Third, the Genesis Court rejected any reliance on Roper's "dicta" indicating a policy allowing defendants to "pick off" named plaintiffs prior to class certification "'would frustrate the objectives of class actions.'" 133 S. Ct. at 1532 (quoting Roper, 445 U.S. at 339). The Court distinguished Roper on the facts, noting Roper "turned on a specific factual finding that the plaintiffs possessed a continuing personal economic stake in the litigation, even after the defendants' offer of judgment." Id. In this case, as in Genesis, the defendant's offer has "provided complete relief on [the plaintiff's] individual claims," and Masters has "no personal interest in representing putative, unnamed claimants, nor any other continuing interest that would preserve [his] suit from mootness." Id. (internal quotation marks omitted).
Conclusion
Having concluded Masters's TCPA claims—both individually and as a putative class action—are moot, and must therefore be dismissed under Rule 12(b)(1), the question remains what to do with the remainder of this case: specifically, Masters's TDCA claim. Wells Fargo urges a remand, and Masters does not address this possibility in his response. The Fifth Circuit's "general rule is to dismiss state claims when the federal claims to which they are pendant are dismissed." Parker & Parsley Petroleum Co. v. Dresser Indus., 972 F.2d 580, 585 (5th Cir. 1992); see also Villegas v. El Paso Indep. Sch. Dist., 481 F. Supp. 2d 729, 735 (W.D. Tex. 2006) (dismissing pendent state-law claims following dismissal of plaintiff's only federal claim). Where remand is an option because of removal, however, remand is the more efficient route, and it is the one the Court chooses in this instance.

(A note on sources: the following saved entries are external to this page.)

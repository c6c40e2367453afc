use loto_core::{ErrorKind, ErrorPayload, LotoError};
use std::convert::Infallible;
use tracing::error;
use warp::http::StatusCode;
use warp::reject::Reject;
use warp::{Rejection, Reply};

/// Engine failure carried through warp's rejection chain.
#[derive(Debug)]
pub struct ApiError(pub LotoError);

impl Reject for ApiError {}

pub fn reject(err: LotoError) -> Rejection {
    warp::reject::custom(ApiError(err))
}

pub fn status_for(kind: ErrorKind) -> StatusCode {
    match kind {
        ErrorKind::NotFound => StatusCode::NOT_FOUND,
        ErrorKind::InvalidCombination | ErrorKind::DuplicateInBlock => {
            StatusCode::UNPROCESSABLE_ENTITY
        }
        ErrorKind::GenerationExhausted | ErrorKind::Conflict => StatusCode::CONFLICT,
        ErrorKind::InvalidRequest => StatusCode::BAD_REQUEST,
        ErrorKind::Storage | ErrorKind::Config | ErrorKind::Internal => {
            StatusCode::INTERNAL_SERVER_ERROR
        }
    }
}

fn payload(kind: ErrorKind, message: impl Into<String>) -> ErrorPayload {
    ErrorPayload {
        kind,
        message: message.into(),
    }
}

pub async fn handle_rejection(err: Rejection) -> Result<impl Reply, Infallible> {
    let (code, body) = if let Some(ApiError(e)) = err.find::<ApiError>() {
        let code = status_for(e.kind());
        if code.is_server_error() {
            error!("Request failed: {}", e);
        }
        (code, e.to_payload())
    } else if err.is_not_found() {
        (StatusCode::NOT_FOUND, payload(ErrorKind::NotFound, "Not Found"))
    } else if let Some(e) = err.find::<warp::filters::body::BodyDeserializeError>() {
        (
            StatusCode::BAD_REQUEST,
            payload(ErrorKind::InvalidRequest, e.to_string()),
        )
    } else if err.find::<warp::reject::PayloadTooLarge>().is_some() {
        (
            StatusCode::PAYLOAD_TOO_LARGE,
            payload(ErrorKind::InvalidRequest, "Payload too large"),
        )
    } else if err.find::<warp::reject::MethodNotAllowed>().is_some() {
        (
            StatusCode::METHOD_NOT_ALLOWED,
            payload(ErrorKind::InvalidRequest, "Method not allowed"),
        )
    } else {
        error!("Unhandled rejection: {:?}", err);
        (
            StatusCode::INTERNAL_SERVER_ERROR,
            payload(ErrorKind::Internal, "Internal Server Error"),
        )
    };

    Ok(warp::reply::with_status(warp::reply::json(&body), code))
}

#[cfg(test)]
mod tests {
    use super::*;

    #[test]
    fn test_status_mapping() {
        assert_eq!(status_for(ErrorKind::NotFound), StatusCode::NOT_FOUND);
        assert_eq!(
            status_for(ErrorKind::InvalidCombination),
            StatusCode::UNPROCESSABLE_ENTITY
        );
        assert_eq!(
            status_for(ErrorKind::GenerationExhausted),
            StatusCode::CONFLICT
        );
        assert_eq!(status_for(ErrorKind::InvalidRequest), StatusCode::BAD_REQUEST);
        assert_eq!(
            status_for(ErrorKind::Storage),
            StatusCode::INTERNAL_SERVER_ERROR
        );
    }

    #[tokio::test]
    async fn test_engine_error_reply() {
        let reply = handle_rejection(reject(LotoError::not_found("keno")))
            .await
            .unwrap()
            .into_response();
        assert_eq!(reply.status(), StatusCode::NOT_FOUND);
    }
}
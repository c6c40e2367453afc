use loto_core::EngineConfig;
use serde::{Deserialize, Serialize};
use std::path::PathBuf;

#[derive(Debug, Clone, Serialize, Deserialize)]
pub struct CliConfig {
    pub data_dir: PathBuf,
    pub catalog: Option<PathBuf>,
    pub verbose: bool,
}

impl Default for CliConfig {
    fn default() -> Self {
        Self {
            data_dir: dirs::data_dir()
                .unwrap_or_else(|| PathBuf::from("."))
                .join("loto"),
            catalog: None,
            verbose: false,
        }
    }
}

impl CliConfig {
    pub fn engine_config(&self) -> EngineConfig {
        let config = EngineConfig::new(&self.data_dir);
        match &self.catalog {
            Some(path) => config.with_catalog(path),
            None => config,
        }
    }
}

#[cfg(test)]
mod tests {
    use super::*;

    #[test]
    fn test_engine_config() {
        let config = CliConfig {
            data_dir: PathBuf::from("/tmp/loto-test"),
            catalog: Some(PathBuf::from("/tmp/catalog.json")),
            verbose: false,
        };
        let engine = config.engine_config();
        assert_eq!(engine.db_path(), PathBuf::from("/tmp/loto-test/loto.db"));
        assert_eq!(engine.catalog_path, Some(PathBuf::from("/tmp/catalog.json")));

        assert!(CliConfig::default().data_dir.ends_with("loto"));
    }
}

Before the Court grants any relief, however, the Court must decide what to do with Wells Fargo's outstanding offer. Because Wells Fargo's latest offer was made in a Reply motion, it is unclear whether Masters has had an opportunity to accept or refuse the offer. The Court will therefore give Wells Fargo an opportunity to present its amended offer to Masters. If Masters accepts the offer, the parties may file a joint dismissal of the settled TCPA claims, and the Court will remand the TDCA claim. If Masters refuses the offer, or fails to accept within a reasonable time (fourteen days), Wells Fargo should so inform the Court and pay the settlement amount into the registry of the Court. The motion to dismiss will then be granted, the funds made available to Masters, and the TDCA claim remanded.
Accordingly,
IT IS ORDERED that Defendant Wells Fargo Bank South Central, N.A. shall formally offer its amended settlement of $13,500.00 to Masters. If Masters refuses or does not accept with FOURTEEN (14) DAYS of receipt of the offer, Wells Fargo shall tender the payment into the registry of the Court and provide notice of such payment to the Court, at which time the Court will enter an order of dismissal and order of remand as noted in this opinion.
SIGNED this the 11th day of July 2013.